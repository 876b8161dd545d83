//! Stripe Charges Integration
//!
//! Creates one-off card charges from a client-side token.

use async_trait::async_trait;
use serde::{Deserialize, Serialize};
use stripe::{Client, ErrorCode, ErrorType, RequestStrategy, StripeError};

use super::{ChargeConfirmation, ChargeGateway, ChargeParams};
use crate::config::BillingConfig;
use crate::error::{BillingError, Result};

/// Stands in for the payment token in gateway messages
const REDACTED_TOKEN: &str = "[token]";

/// Form body for `POST /v1/charges`
#[derive(Debug, Serialize)]
struct CreateChargeForm<'a> {
    amount: i64,
    currency: &'a str,
    source: &'a str,
    description: &'a str,
}

/// The parts of a Stripe charge object we read back
#[derive(Debug, Deserialize)]
struct StripeCharge {
    id: String,
    paid: bool,
    #[serde(default)]
    failure_code: Option<String>,
    #[serde(default)]
    failure_message: Option<String>,
}

/// Stripe client wrapper
pub struct StripeGateway {
    client: Client,
}

impl StripeGateway {
    pub fn new(config: &BillingConfig) -> Self {
        let client = match config.stripe_api_base() {
            Some(base) => Client::from_url(base, config.stripe_secret_key()),
            None => Client::new(config.stripe_secret_key()),
        };
        Self { client }
    }
}

#[async_trait]
impl ChargeGateway for StripeGateway {
    async fn create_charge(&self, params: &ChargeParams) -> Result<ChargeConfirmation> {
        let form = CreateChargeForm {
            amount: params.amount.to_i64()?,
            currency: params.currency,
            source: &params.payment_token,
            description: params.description,
        };

        let client = match &params.idempotency_key {
            Some(key) => self
                .client
                .clone()
                .with_strategy(RequestStrategy::Idempotent(key.to_string())),
            None => self.client.clone(),
        };

        let charge: StripeCharge = client
            .post_form("/charges", &form)
            .await
            .map_err(|e| classify_stripe_error(e, &params.payment_token))?;

        if !charge.paid {
            let reason = charge
                .failure_message
                .map_or_else(|| "charge was not paid".into(), |m| redact(&m, &params.payment_token));
            return Err(BillingError::PaymentDeclined {
                reason,
                decline_code: charge.failure_code,
            });
        }

        Ok(ChargeConfirmation {
            charge_id: charge.id,
        })
    }

    fn name(&self) -> &str {
        "Stripe"
    }
}

/// Gateway messages can quote the token back ("No such token: 'tok_...'").
fn redact(message: &str, payment_token: &str) -> String {
    if payment_token.is_empty() {
        return message.to_string();
    }
    message.replace(payment_token, REDACTED_TOKEN)
}

fn classify_stripe_error(err: StripeError, payment_token: &str) -> BillingError {
    match err {
        StripeError::Stripe(request_error) => {
            let message = request_error.message.map_or_else(
                || format!("Stripe returned HTTP {}", request_error.http_status),
                |m| redact(&m, payment_token),
            );
            classify_api_error(
                request_error.http_status,
                &request_error.error_type,
                matches!(request_error.code, Some(ErrorCode::ResourceMissing)),
                message,
                request_error.decline_code,
            )
        }
        other => BillingError::GatewayUnavailable(redact(&other.to_string(), payment_token)),
    }
}

/// Map a Stripe API error onto our error kinds.
///
/// Only the token is a resource in a charge request, so `resource_missing`
/// on an invalid request means the token does not exist.
fn classify_api_error(
    http_status: u16,
    error_type: &ErrorType,
    resource_missing: bool,
    message: String,
    decline_code: Option<String>,
) -> BillingError {
    match error_type {
        ErrorType::Card => BillingError::PaymentDeclined {
            reason: message,
            decline_code,
        },
        ErrorType::InvalidRequest if resource_missing => BillingError::PaymentDeclined {
            reason: message,
            decline_code: Some("invalid_token".into()),
        },
        ErrorType::InvalidRequest => BillingError::GatewayRejected(message),
        ErrorType::IdempotencyError => BillingError::InvalidIdempotencyKey(
            "key was already used with different request parameters".into(),
        ),
        ErrorType::RateLimit | ErrorType::Api => BillingError::GatewayUnavailable(message),
        _ => match http_status {
            402 => BillingError::PaymentDeclined {
                reason: message,
                decline_code,
            },
            429 | 500..=599 => BillingError::GatewayUnavailable(message),
            _ => BillingError::GatewayRejected(message),
        },
    }
}
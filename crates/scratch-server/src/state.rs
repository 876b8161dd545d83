//! Application State

use std::sync::Arc;

use scratch_billing::ChargeHandler;

/// Shared application state
#[derive(Clone)]
pub struct AppState {
    /// Charge pipeline (optional - None if payments are not configured)
    pub billing: Option<Arc<ChargeHandler>>,
}

impl AppState {
    pub fn new(billing: Option<ChargeHandler>) -> Self {
        Self {
            billing: billing.map(Arc::new),
        }
    }
}
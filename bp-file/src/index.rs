use std::ops::Range;

use bp_error::{BpResult, bp_bail, bp_err};

use crate::format::{Endianness, FormatBuffer, FormatReader};
use crate::header::{IndexHeader, Minifooter};
use crate::INDEX_HEADER_SIZE;

const U64: usize = size_of::<u64>();

/// Where one writer's payload for a step landed. Every flush but the last has a known size;
/// the final flush runs to the end of the writer's payload.
#[derive(Debug, Clone, PartialEq, Eq, Default)]
pub struct WriterFlushes {
    /// `(DataPos, DataSize)` of every flush before the final one.
    pub flushes: Vec<(u64, u64)>,
    /// `DataPos` of the final flush.
    pub final_pos: u64,
}

impl WriterFlushes {
    pub fn single(pos: u64) -> Self {
        Self {
            flushes: Vec::new(),
            final_pos: pos,
        }
    }

    /// Logical payload ranges of every flush together with their physical start.
    fn segments(&self, payload_size: u64) -> BpResult<Vec<(Range<u64>, u64)>> {
        let mut segments = Vec::with_capacity(self.flushes.len() + 1);
        let mut logical = 0u64;
        for (pos, size) in &self.flushes {
            segments.push((logical..logical + size, *pos));
            logical += size;
        }
        if logical > payload_size {
            bp_bail!(
                IncompatibleFormat: "flushes hold {logical} bytes but the writer payload is {payload_size}"
            );
        }
        segments.push((logical..payload_size, self.final_pos));
        Ok(segments)
    }

    /// Translate a range of the writer's logical step payload into physical extents of its
    /// subfile, one per flush the range crosses.
    pub fn physical_extents(
        &self,
        logical: Range<u64>,
        payload_size: u64,
    ) -> BpResult<Vec<Range<u64>>> {
        if logical.end > payload_size {
            bp_bail!(
                OutOfBounds: logical.end as usize,
                0,
                payload_size as usize
            );
        }
        Ok(self
            .segments(payload_size)?
            .into_iter()
            .filter(|(segment, _)| segment.start < logical.end && logical.start < segment.end)
            .map(|(segment, pos)| {
                let start = logical.start.max(segment.start) - segment.start;
                let end = logical.end.min(segment.end) - segment.start;
                pos + start..pos + end
            })
            .collect())
    }
}

/// One step's entry in `md.idx`.
#[derive(Debug, Clone, PartialEq, Eq)]
pub struct StepRecord {
    pub metadata_pos: u64,
    pub metadata_size: u64,
    /// Number of flushes of this step, the final one included.
    pub flush_count: u64,
    pub writers: Vec<WriterFlushes>,
}

impl StepRecord {
    /// Bytes of a record for `writer_count` writers, or `IncompatibleFormat` when `flush_count`
    /// is zero or the length does not fit in memory.
    pub fn encoded_len(writer_count: usize, flush_count: u64) -> BpResult<usize> {
        usize::try_from(flush_count)
            .ok()
            .and_then(|flushes| flushes.checked_mul(2))
            .and_then(|words| words.checked_sub(1))
            .and_then(|words| words.checked_mul(writer_count))
            .and_then(|words| words.checked_add(3))
            .and_then(|words| words.checked_mul(U64))
            .ok_or_else(|| {
                bp_err!(
                    IncompatibleFormat: "step record of {writer_count} writers with {flush_count} flushes has no valid length"
                )
            })
    }

    pub fn encode(&self, buffer: &mut FormatBuffer) -> BpResult<()> {
        buffer.put(self.metadata_pos);
        buffer.put(self.metadata_size);
        buffer.put(self.flush_count);
        for (writer, flushes) in self.writers.iter().enumerate() {
            if flushes.flushes.len() as u64 + 1 != self.flush_count {
                bp_bail!(
                    "writer {writer} recorded {} flushes, step has {}",
                    flushes.flushes.len() + 1,
                    self.flush_count
                );
            }
            for (pos, size) in &flushes.flushes {
                buffer.put(*pos);
                buffer.put(*size);
            }
            buffer.put(flushes.final_pos);
        }
        Ok(())
    }

    /// Decode the record at the start of `bytes`, or `None` if it is not complete yet.
    fn decode(
        bytes: &[u8],
        writer_count: usize,
        endianness: Endianness,
    ) -> BpResult<Option<(Self, usize)>> {
        if bytes.len() < 3 * U64 {
            return Ok(None);
        }
        let mut reader = FormatReader::new(bytes, endianness);
        let metadata_pos = reader.get::<u64>()?;
        let metadata_size = reader.get::<u64>()?;
        let flush_count = reader.get::<u64>()?;
        if flush_count == 0 {
            bp_bail!(IncompatibleFormat: "step record at metadata offset {metadata_pos} has no flushes");
        }
        let len = Self::encoded_len(writer_count, flush_count)?;
        if bytes.len() < len {
            return Ok(None);
        }

        let mut writers = Vec::with_capacity(writer_count);
        for _ in 0..writer_count {
            // `len` fits in `bytes`, so every writer's flush list does too.
            let mut flushes = Vec::with_capacity((flush_count - 1) as usize);
            for _ in 1..flush_count {
                flushes.push((reader.get::<u64>()?, reader.get::<u64>()?));
            }
            writers.push(WriterFlushes {
                flushes,
                final_pos: reader.get::<u64>()?,
            });
        }
        Ok(Some((
            Self {
                metadata_pos,
                metadata_size,
                flush_count,
                writers,
            },
            len,
        )))
    }

    /// Flush layout of `writer` at this step.
    pub fn writer(&self, writer: usize) -> BpResult<&WriterFlushes> {
        self.writers
            .get(writer)
            .ok_or_else(|| bp_err!(OutOfBounds: writer, 0, self.writers.len()))
    }
}

/// How a partially written trailing record is treated.
#[derive(Debug, Clone, Copy, PartialEq, Eq)]
pub enum TailPolicy {
    /// Leave the cursor in front of the partial record and look again on the next poll.
    Retry,
    /// The dataset ends at the last complete record.
    Truncate,
}

#[derive(Debug, Clone, Copy, PartialEq, Eq)]
pub enum IndexState {
    Unopened,
    HeaderParsed,
    StepsInstalled(usize),
}

/// Incremental parser of `md.idx`.
///
/// The index may still be growing while it is read. Every call resumes from an internal
/// cursor, so handing the same bytes in twice never produces duplicate steps.
#[derive(Debug, Clone)]
pub struct MetadataIndex {
    tail_policy: TailPolicy,
    metadata_budget: Option<u64>,
    header: Option<IndexHeader>,
    minifooter: Option<Minifooter>,
    writer_map: Vec<usize>,
    steps: Vec<StepRecord>,
    cursor: u64,
    tail_closed: bool,
}

impl MetadataIndex {
    pub fn new(tail_policy: TailPolicy) -> Self {
        Self {
            tail_policy,
            metadata_budget: None,
            header: None,
            minifooter: None,
            writer_map: Vec::new(),
            steps: Vec::new(),
            cursor: 0,
            tail_closed: false,
        }
    }

    /// Stop a parse once the new steps reference more than `budget` bytes of metadata. The
    /// first new step is always accepted.
    pub fn with_metadata_budget(mut self, budget: u64) -> Self {
        self.metadata_budget = Some(budget);
        self
    }

    pub fn state(&self) -> IndexState {
        match (&self.header, self.steps.len()) {
            (None, _) => IndexState::Unopened,
            (Some(_), 0) => IndexState::HeaderParsed,
            (Some(_), n) => IndexState::StepsInstalled(n),
        }
    }

    /// Parse the header and the writer-to-subfile map from the start of the index.
    ///
    /// Returns `false` while `buffer` is too short to hold both.
    pub fn parse_index_header(&mut self, buffer: &[u8]) -> BpResult<bool> {
        if self.header.is_some() {
            return Ok(true);
        }
        if buffer.len() < INDEX_HEADER_SIZE {
            return Ok(false);
        }
        let header = IndexHeader::decode(buffer)?;
        let map_end = header.step_records_offset() as usize;
        if buffer.len() < map_end {
            return Ok(false);
        }

        let mut reader = FormatReader::new(buffer, header.endianness).at(INDEX_HEADER_SIZE);
        let mut writer_map = Vec::with_capacity(header.writer_count as usize);
        for writer in 0..header.writer_count {
            let subfile = reader.get::<u64>()?;
            if subfile >= u64::from(header.aggregator_count) {
                bp_bail!(
                    IncompatibleFormat: "writer {writer} maps to subfile {subfile} of {}",
                    header.aggregator_count
                );
            }
            writer_map.push(subfile as usize);
        }

        log::debug!(
            "index header: {} writers, {} subfiles, {}, writer {}",
            header.writer_count,
            header.aggregator_count,
            header.endianness,
            if header.writer_active { "active" } else { "closed" }
        );
        self.cursor = map_end as u64;
        self.minifooter = Some(Minifooter::from_header(&header));
        self.header = Some(header);
        self.writer_map = writer_map;
        Ok(true)
    }

    /// Parse step records from `buffer`, which holds index bytes starting at absolute offset
    /// `from_position`. Returns the number of new steps; 0 means "not yet".
    pub fn parse_step_records(
        &mut self,
        buffer: &[u8],
        from_position: u64,
        one_step_only: bool,
    ) -> BpResult<usize> {
        let header = self
            .header
            .as_ref()
            .ok_or_else(|| bp_err!(InvalidArgument: "step records parsed before the index header"))?;
        if self.tail_closed {
            return Ok(0);
        }
        if from_position > self.cursor {
            bp_bail!(
                InvalidArgument: "index bytes start at {from_position}, past the parse cursor {}",
                self.cursor
            );
        }
        let writer_count = header.writer_count as usize;
        let endianness = header.endianness;

        let mut offset = (self.cursor - from_position) as usize;
        let mut found = 0;
        let mut metadata = 0u64;
        while offset < buffer.len() {
            let Some((record, len)) = StepRecord::decode(&buffer[offset..], writer_count, endianness)?
            else {
                self.truncated_tail(buffer.len() - offset);
                break;
            };
            offset += len;
            self.cursor += len as u64;
            metadata = metadata.saturating_add(record.metadata_size);
            self.steps.push(record);
            found += 1;

            let over_budget = self.metadata_budget.is_some_and(|budget| metadata >= budget);
            if one_step_only || over_budget {
                break;
            }
        }
        Ok(found)
    }

    fn truncated_tail(&mut self, available: usize) {
        match self.tail_policy {
            TailPolicy::Retry => log::debug!(
                "partial step record ({available} bytes) at index offset {}, waiting for the writer",
                self.cursor
            ),
            TailPolicy::Truncate => {
                log::warn!(
                    "ignoring truncated step record ({available} bytes) at index offset {}",
                    self.cursor
                );
                self.tail_closed = true;
            }
        }
    }

    pub fn header(&self) -> BpResult<&IndexHeader> {
        self.header
            .as_ref()
            .ok_or_else(|| bp_err!(InvalidArgument: "index header not parsed yet"))
    }

    pub fn minifooter(&self) -> Option<&Minifooter> {
        self.minifooter.as_ref()
    }

    pub fn writer_map(&self) -> &[usize] {
        &self.writer_map
    }

    pub fn subfile_of(&self, writer: usize) -> BpResult<usize> {
        self.writer_map
            .get(writer)
            .copied()
            .ok_or_else(|| bp_err!(OutOfBounds: writer, 0, self.writer_map.len()))
    }

    pub fn steps(&self) -> &[StepRecord] {
        &self.steps
    }

    pub fn step(&self, step: usize) -> BpResult<&StepRecord> {
        self.steps
            .get(step)
            .ok_or_else(|| bp_err!(OutOfBounds: step, 0, self.steps.len()))
    }

    /// Absolute index offset of the next unparsed record.
    pub fn cursor(&self) -> u64 {
        self.cursor
    }

    pub fn is_tail_truncated(&self) -> bool {
        self.tail_closed
    }
}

------

## Goal of the exercise
Each line that contains "IndexHeader" is to be copied from the listing above.

## Exercise output
use crate::header::{IndexHeader, Minifooter};
    header: Option<IndexHeader>,
        let header = IndexHeader::decode(buffer)?;
    pub fn header(&self) -> BpResult<&IndexHeader> {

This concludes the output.